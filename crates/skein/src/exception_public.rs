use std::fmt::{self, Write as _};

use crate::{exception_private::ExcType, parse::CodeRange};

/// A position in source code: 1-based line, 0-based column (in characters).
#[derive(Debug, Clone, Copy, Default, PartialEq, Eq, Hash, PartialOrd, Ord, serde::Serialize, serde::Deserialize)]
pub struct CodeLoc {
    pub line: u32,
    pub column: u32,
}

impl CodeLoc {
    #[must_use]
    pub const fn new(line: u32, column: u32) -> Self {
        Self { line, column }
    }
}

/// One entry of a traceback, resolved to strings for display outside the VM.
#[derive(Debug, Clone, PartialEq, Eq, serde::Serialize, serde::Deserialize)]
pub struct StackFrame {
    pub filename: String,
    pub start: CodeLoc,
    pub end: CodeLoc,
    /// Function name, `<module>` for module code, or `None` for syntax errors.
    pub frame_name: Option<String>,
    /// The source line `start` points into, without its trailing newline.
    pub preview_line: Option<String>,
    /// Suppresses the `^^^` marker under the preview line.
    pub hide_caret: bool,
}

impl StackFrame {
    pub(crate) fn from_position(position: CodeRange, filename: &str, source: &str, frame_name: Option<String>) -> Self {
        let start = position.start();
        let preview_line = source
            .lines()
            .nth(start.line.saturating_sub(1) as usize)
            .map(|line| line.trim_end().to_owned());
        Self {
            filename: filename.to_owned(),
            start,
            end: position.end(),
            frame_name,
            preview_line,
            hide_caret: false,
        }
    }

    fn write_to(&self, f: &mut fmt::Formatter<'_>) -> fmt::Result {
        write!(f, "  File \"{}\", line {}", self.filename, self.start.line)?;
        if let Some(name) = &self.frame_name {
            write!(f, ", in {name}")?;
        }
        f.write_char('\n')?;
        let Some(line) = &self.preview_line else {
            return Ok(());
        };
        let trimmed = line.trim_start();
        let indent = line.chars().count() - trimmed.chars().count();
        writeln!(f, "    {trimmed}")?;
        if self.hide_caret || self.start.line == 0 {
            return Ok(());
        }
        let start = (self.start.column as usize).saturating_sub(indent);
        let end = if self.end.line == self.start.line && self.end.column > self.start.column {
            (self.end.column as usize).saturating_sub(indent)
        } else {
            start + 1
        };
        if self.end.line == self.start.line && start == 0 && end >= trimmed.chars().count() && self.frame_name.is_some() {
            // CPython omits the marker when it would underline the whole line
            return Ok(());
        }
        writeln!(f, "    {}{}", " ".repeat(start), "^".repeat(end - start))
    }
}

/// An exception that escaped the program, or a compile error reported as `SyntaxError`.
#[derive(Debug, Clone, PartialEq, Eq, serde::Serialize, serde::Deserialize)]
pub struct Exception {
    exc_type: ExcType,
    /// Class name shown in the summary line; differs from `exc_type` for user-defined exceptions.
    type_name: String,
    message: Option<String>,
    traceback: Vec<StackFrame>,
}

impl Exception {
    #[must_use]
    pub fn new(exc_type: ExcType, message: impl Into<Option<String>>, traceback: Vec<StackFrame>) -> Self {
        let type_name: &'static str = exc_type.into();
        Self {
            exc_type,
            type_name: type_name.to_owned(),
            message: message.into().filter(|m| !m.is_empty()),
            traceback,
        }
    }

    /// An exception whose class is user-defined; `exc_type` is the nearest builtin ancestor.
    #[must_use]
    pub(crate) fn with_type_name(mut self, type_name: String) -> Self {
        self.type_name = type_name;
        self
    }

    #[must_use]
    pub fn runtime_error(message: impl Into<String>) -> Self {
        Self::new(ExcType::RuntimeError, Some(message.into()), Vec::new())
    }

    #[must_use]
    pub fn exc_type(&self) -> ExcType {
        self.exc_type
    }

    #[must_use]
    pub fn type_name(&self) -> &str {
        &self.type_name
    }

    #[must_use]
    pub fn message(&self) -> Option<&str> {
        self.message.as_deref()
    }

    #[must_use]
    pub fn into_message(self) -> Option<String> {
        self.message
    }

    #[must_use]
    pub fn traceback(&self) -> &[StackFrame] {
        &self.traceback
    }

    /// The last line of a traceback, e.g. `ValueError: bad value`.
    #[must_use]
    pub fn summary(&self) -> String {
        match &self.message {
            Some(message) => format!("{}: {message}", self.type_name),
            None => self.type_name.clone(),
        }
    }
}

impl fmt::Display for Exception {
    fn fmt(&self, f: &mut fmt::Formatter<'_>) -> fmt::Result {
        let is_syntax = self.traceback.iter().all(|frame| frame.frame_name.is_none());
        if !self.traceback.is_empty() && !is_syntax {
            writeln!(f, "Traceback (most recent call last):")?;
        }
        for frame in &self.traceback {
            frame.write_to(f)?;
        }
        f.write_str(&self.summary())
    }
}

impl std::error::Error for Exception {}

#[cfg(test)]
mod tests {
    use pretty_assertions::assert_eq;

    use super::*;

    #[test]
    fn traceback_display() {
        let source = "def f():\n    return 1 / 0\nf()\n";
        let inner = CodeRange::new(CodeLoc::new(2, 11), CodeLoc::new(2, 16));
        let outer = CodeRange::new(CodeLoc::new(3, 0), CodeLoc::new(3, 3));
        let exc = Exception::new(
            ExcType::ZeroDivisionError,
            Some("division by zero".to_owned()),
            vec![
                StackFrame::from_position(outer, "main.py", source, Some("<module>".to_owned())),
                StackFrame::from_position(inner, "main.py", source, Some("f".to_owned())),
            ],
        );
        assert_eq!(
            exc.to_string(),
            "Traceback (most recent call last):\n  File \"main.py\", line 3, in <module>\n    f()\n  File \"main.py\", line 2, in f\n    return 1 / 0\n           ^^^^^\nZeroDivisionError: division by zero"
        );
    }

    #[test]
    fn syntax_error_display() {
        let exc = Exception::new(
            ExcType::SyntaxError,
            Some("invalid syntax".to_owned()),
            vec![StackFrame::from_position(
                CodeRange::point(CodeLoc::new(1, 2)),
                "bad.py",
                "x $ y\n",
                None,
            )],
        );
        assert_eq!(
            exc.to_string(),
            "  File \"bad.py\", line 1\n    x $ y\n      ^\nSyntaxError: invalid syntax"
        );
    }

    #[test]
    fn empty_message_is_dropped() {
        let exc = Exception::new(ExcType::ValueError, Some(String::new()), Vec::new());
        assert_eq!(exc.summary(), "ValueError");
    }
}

• **PROBLEM TO SOLVE**: Determine the number of lines in the data above that hold "defined", and reply with that number alone.

• **WRITTEN SOLUTION**: 2